Check each line of the records below and collect those holding "EventType".

Data section START

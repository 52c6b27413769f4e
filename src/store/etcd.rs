use std::collections::VecDeque;
use std::time::Duration;

use futures::stream;
use tokio::sync::mpsc;
use tokio_stream::wrappers::ReceiverStream;
use tonic::async_trait;
use tonic::client::Grpc;
use tonic::codec::ProstCodec;
use tonic::codegen::http::uri::PathAndQuery;
use tonic::transport::Channel;
use tonic::transport::ClientTlsConfig;
use tonic::transport::Endpoint;
use tonic::Streaming;
use tracing::debug;
use tracing::info;
use tracing::trace;
use tracing::warn;

use super::proto;
use super::proto::watch_request::RequestUnion;
use super::CoordinationStore;
use super::KeyValue;
use super::WatchEvent;
use super::WatchEventKind;
use super::WatchStream;
use crate::Result;
use crate::StoreConfig;
use crate::StoreError;

const RANGE_PATH: &str = "/etcdserverpb.KV/Range";
const WATCH_PATH: &str = "/etcdserverpb.Watch/Watch";

/// etcd v3 client speaking the KV and Watch gRPC services
#[derive(Clone)]
pub struct EtcdStore {
    channel: Channel,
    request_timeout: Duration,
    max_decoding_message_size: usize,
}

impl EtcdStore {
    /// Connects to the first endpoint that accepts a connection.
    pub async fn connect(config: &StoreConfig) -> Result<Self> {
        let mut last_error = String::from("no endpoint tried");

        for address in &config.endpoints {
            let endpoint = build_endpoint(address, config)?;
            debug!(%address, "Connecting to etcd");
            match endpoint.connect().await {
                Ok(channel) => {
                    info!(%address, "Connected to etcd server");
                    return Ok(Self {
                        channel,
                        request_timeout: config.request_timeout(),
                        max_decoding_message_size: config.max_decoding_message_size,
                    });
                }
                Err(e) => {
                    warn!(%address, "Failed to connect to etcd endpoint: {}", e);
                    last_error = e.to_string();
                }
            }
        }

        Err(StoreError::Connect {
            endpoints: config.endpoints.clone(),
            reason: last_error,
        }
        .into())
    }

    async fn grpc(&self) -> Result<Grpc<Channel>> {
        let mut grpc = Grpc::new(self.channel.clone())
            .max_decoding_message_size(self.max_decoding_message_size);
        grpc.ready()
            .await
            .map_err(|e| tonic::Status::unknown(format!("Service was not ready: {e}")))?;
        Ok(grpc)
    }

    async fn range(
        &self,
        request: proto::RangeRequest,
    ) -> Result<proto::RangeResponse> {
        let mut grpc = self.grpc().await?;
        let codec: ProstCodec<proto::RangeRequest, proto::RangeResponse> = ProstCodec::default();
        let response = grpc
            .unary(
                tonic::Request::new(request),
                PathAndQuery::from_static(RANGE_PATH),
                codec,
            )
            .await?;
        Ok(response.into_inner())
    }
}

#[async_trait]
impl CoordinationStore for EtcdStore {
    async fn snapshot(
        &self,
        prefix: &str,
    ) -> Result<Vec<KeyValue>> {
        let request = proto::RangeRequest {
            key: prefix.as_bytes().to_vec(),
            range_end: prefix_range_end(prefix.as_bytes()),
            ..Default::default()
        };

        let response = tokio::time::timeout(self.request_timeout, self.range(request))
            .await
            .map_err(|_| StoreError::Timeout(self.request_timeout))??;

        debug!(
            count = response.count,
            revision = response.header.as_ref().map(|h| h.revision),
            "Range completed"
        );

        Ok(response
            .kvs
            .into_iter()
            .map(|kv| KeyValue {
                key: kv.key,
                value: kv.value,
            })
            .collect())
    }

    async fn watch(
        &self,
        prefix: &str,
    ) -> Result<WatchStream> {
        let create = proto::WatchRequest {
            request_union: Some(RequestUnion::CreateRequest(proto::WatchCreateRequest {
                key: prefix.as_bytes().to_vec(),
                range_end: prefix_range_end(prefix.as_bytes()),
                ..Default::default()
            })),
        };

        // The request side must stay open for as long as the watch is wanted.
        let (requests, outbound) = mpsc::channel(1);
        requests
            .send(create)
            .await
            .map_err(|_| crate::Error::Fatal("watch request channel closed".into()))?;

        let mut grpc = self.grpc().await?;
        let codec: ProstCodec<proto::WatchRequest, proto::WatchResponse> = ProstCodec::default();
        let inbound = grpc
            .streaming(
                tonic::Request::new(ReceiverStream::new(outbound)),
                PathAndQuery::from_static(WATCH_PATH),
                codec,
            )
            .await?
            .into_inner();

        let state = WatchState {
            inbound,
            pending: VecDeque::new(),
            done: false,
            _requests: requests,
        };

        Ok(Box::pin(stream::unfold(state, next_event)))
    }
}

struct WatchState {
    inbound: Streaming<proto::WatchResponse>,
    pending: VecDeque<WatchEvent>,
    done: bool,
    _requests: mpsc::Sender<proto::WatchRequest>,
}

async fn next_event(mut state: WatchState) -> Option<(Result<WatchEvent>, WatchState)> {
    loop {
        if let Some(event) = state.pending.pop_front() {
            return Some((Ok(event), state));
        }
        if state.done {
            return None;
        }

        match state.inbound.message().await {
            Ok(Some(response)) => {
                if response.created {
                    debug!(watch_id = response.watch_id, "Watch created");
                }
                if response.canceled {
                    state.done = true;
                    let reason = if response.compact_revision > 0 {
                        format!("compacted at revision {}", response.compact_revision)
                    } else {
                        response.cancel_reason
                    };
                    return Some((Err(StoreError::WatchCanceled(reason).into()), state));
                }
                trace!(events = response.events.len(), "Received watch response");
                state
                    .pending
                    .extend(response.events.into_iter().filter_map(convert_event));
            }
            Ok(None) => return None,
            Err(status) => {
                state.done = true;
                return Some((Err(status.into()), state));
            }
        }
    }
}

pub(crate) fn convert_event(event: proto::Event) -> Option<WatchEvent> {
    let kind = match proto::EventType::try_from(event.r#type) {
        Ok(proto::EventType::Put) => WatchEventKind::Put,
        Ok(proto::EventType::Delete) => WatchEventKind::Delete,
        Err(_) => {
            warn!(event_type = event.r#type, "Skipping watch event of unknown type");
            return None;
        }
    };
    let kv = event.kv?;

    Some(WatchEvent {
        kind,
        key: kv.key,
        value: kv.value,
    })
}

/// Smallest key greater than every key starting with `prefix`.
///
/// Follows etcd's prefix convention: increment the last byte below 0xff and
/// drop everything after it; a prefix of only 0xff bytes (or empty) maps to
/// `[0]`, meaning "to the end of the keyspace".
pub fn prefix_range_end(prefix: &[u8]) -> Vec<u8> {
    let mut end = prefix.to_vec();
    while let Some(last) = end.pop() {
        if last < 0xff {
            end.push(last + 1);
            return end;
        }
    }
    vec![0]
}

fn build_endpoint(
    address: &str,
    config: &StoreConfig,
) -> Result<Endpoint> {
    let invalid = |reason: String| StoreError::InvalidEndpoint {
        endpoint: address.to_string(),
        reason,
    };

    let mut endpoint = Endpoint::from_shared(address.to_string())
        .map_err(|e| invalid(e.to_string()))?
        .connect_timeout(config.connect_timeout())
        .tcp_keepalive(Some(Duration::from_secs(config.tcp_keepalive_in_secs)));

    if address.starts_with("https://") {
        endpoint = endpoint
            .tls_config(ClientTlsConfig::new().with_native_roots())
            .map_err(|e| invalid(e.to_string()))?;
    }

    Ok(endpoint)
}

Data section END

Task answer —
    let kind = match proto::EventType::try_from(event.r#type) {
        Ok(proto::EventType::Put) => WatchEventKind::Put,
        Ok(proto::EventType::Delete) => WatchEventKind::Delete,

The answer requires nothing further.